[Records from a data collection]
*****

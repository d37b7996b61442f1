use std::process::ExitCode;

use clap::Parser;
use tracing_subscriber::EnvFilter;

mod cli;
mod commands;

fn main() -> anyhow::Result<ExitCode> {
    let cli = cli::Cli::parse();

    let default_level = if cli.verbose { "debug" } else { "warn" };
    tracing_subscriber::fmt()
        .with_env_filter(
            EnvFilter::try_from_default_env().unwrap_or_else(|_| EnvFilter::new(default_level)),
        )
        .with_writer(std::io::stderr)
        .init();

    let allowed = commands::run_command(cli)?;
    Ok(if allowed {
        ExitCode::SUCCESS
    } else {
        ExitCode::FAILURE
    })
}
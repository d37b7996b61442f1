//! Immutable data tree for mockfire.
//!
//! A [`DataTree`] is one version of the whole database: a JSON value plus the
//! priorities attached to its nodes. Trees are never mutated in place. Every
//! write produces a new tree and leaves the original untouched, which is what
//! lets the data engine keep a prior version around when an operation is
//! denied.
//!
//! # Normal Form
//!
//! 1. `null` means "absent"; writing `null` deletes.
//! 2. Objects with no children do not exist and are pruned.
//! 3. Arrays are stored as objects keyed by index (`"0"`, `"1"`, ...).
//! 4. `.priority` and `.value` keys in written values are lifted into the
//!    priority table; every other key must be a valid path key.

pub mod error;
pub mod tree;

pub use error::{StoreError, StoreResult};
pub use tree::DataTree;
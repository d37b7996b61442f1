//! Rule-checked in-memory realtime database for mockfire.
//!
//! A [`DataEngine`] owns the one live [`Snapshot`](mockfire_rules::Snapshot)
//! and runs every read and write through a
//! [`RuleEngine`](mockfire_rules::RuleEngine). [`Database`] and
//! [`Reference`] are the path-addressed surface tests talk to:
//!
//! ```rust
//! use mockfire_database::{DataEngine, Database, EventType};
//! use serde_json::json;
//!
//! # tokio::runtime::Builder::new_current_thread().build().unwrap().block_on(async {
//! let db = Database::new(DataEngine::open());
//! let user = db.reference("users/42").unwrap();
//! user.set(&json!({"name": "Ann"})).await.unwrap();
//!
//! let snap = user.once(EventType::Value).await.unwrap();
//! assert_eq!(snap.key(), Some("42"));
//! assert_eq!(snap.val(), json!({"name": "Ann"}));
//! # });
//! ```
//!
//! A denied operation fails with [`DatabaseError::Denied`] and, under the
//! default [`StagePolicy`], leaves the data exactly as it was.

pub mod data_snapshot;
pub mod database;
pub mod engine;
pub mod error;
pub mod event;
pub mod reference;
pub mod thenable;

pub use data_snapshot::DataSnapshot;
pub use database::Database;
pub use engine::{DataEngine, StagePolicy};
pub use error::{DatabaseError, DatabaseResult};
pub use event::EventType;
pub use reference::Reference;
pub use thenable::ThenableReference;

*****

→ **TASK REQUIREMENTS**
Reproduce all the records. Keep them exact, please.

→ **EXERCISE OUTPUT**
repository d37b7996b61442f1
use std::process::ExitCode;

use clap::Parser;
use tracing_subscriber::EnvFilter;

mod cli;
mod commands;

fn main() -> anyhow::Result<ExitCode> {
    let cli = cli::Cli::parse();

    let default_level = if cli.verbose { "debug" } else { "warn" };
    tracing_subscriber::fmt()
        .with_env_filter(
            EnvFilter::try_from_default_env().unwrap_or_else(|_| EnvFilter::new(default_level)),
        )
        .with_writer(std::io::stderr)
        .init();

    let allowed = commands::run_command(cli)?;
    Ok(if allowed {
        ExitCode::SUCCESS
    } else {
        ExitCode::FAILURE
    })
}
repository d37b7996b61442f1
//! Immutable data tree for mockfire.
//!
//! A [`DataTree`] is one version of the whole database: a JSON value plus the
//! priorities attached to its nodes. Trees are never mutated in place. Every
//! write produces a new tree and leaves the original untouched, which is what
//! lets the data engine keep a prior version around when an operation is
//! denied.
//!
//! # Normal Form
//!
//! 1. `null` means "absent"; writing `null` deletes.
//! 2. Objects with no children do not exist and are pruned.
//! 3. Arrays are stored as objects keyed by index (`"0"`, `"1"`, ...).
//! 4. `.priority` and `.value` keys in written values are lifted into the
//!    priority table; every other key must be a valid path key.

pub mod error;
pub mod tree;

pub use error::{StoreError, StoreResult};
pub use tree::DataTree;
repository d37b7996b61442f1
//! Rule-checked in-memory realtime database for mockfire.
//!
//! A [`DataEngine`] owns the one live [`Snapshot`](mockfire_rules::Snapshot)
//! and runs every read and write through a
//! [`RuleEngine`](mockfire_rules::RuleEngine). [`Database`] and
//! [`Reference`] are the path-addressed surface tests talk to:
//!
//! ```rust
//! use mockfire_database::{DataEngine, Database, EventType};
//! use serde_json::json;
//!
//! # tokio::runtime::Builder::new_current_thread().build().unwrap().block_on(async {
//! let db = Database::new(DataEngine::open());
//! let user = db.reference("users/42").unwrap();
//! user.set(&json!({"name": "Ann"})).await.unwrap();
//!
//! let snap = user.once(EventType::Value).await.unwrap();
//! assert_eq!(snap.key(), Some("42"));
//! assert_eq!(snap.val(), json!({"name": "Ann"}));
//! # });
//! ```
//!
//! A denied operation fails with [`DatabaseError::Denied`] and, under the
//! default [`StagePolicy`], leaves the data exactly as it was.

pub mod data_snapshot;
pub mod database;
pub mod engine;
pub mod error;
pub mod event;
pub mod reference;
pub mod thenable;

pub use data_snapshot::DataSnapshot;
pub use database::Database;
pub use engine::{DataEngine, StagePolicy};
pub use error::{DatabaseError, DatabaseResult};
pub use event::EventType;
pub use reference::Reference;
pub use thenable::ThenableReference;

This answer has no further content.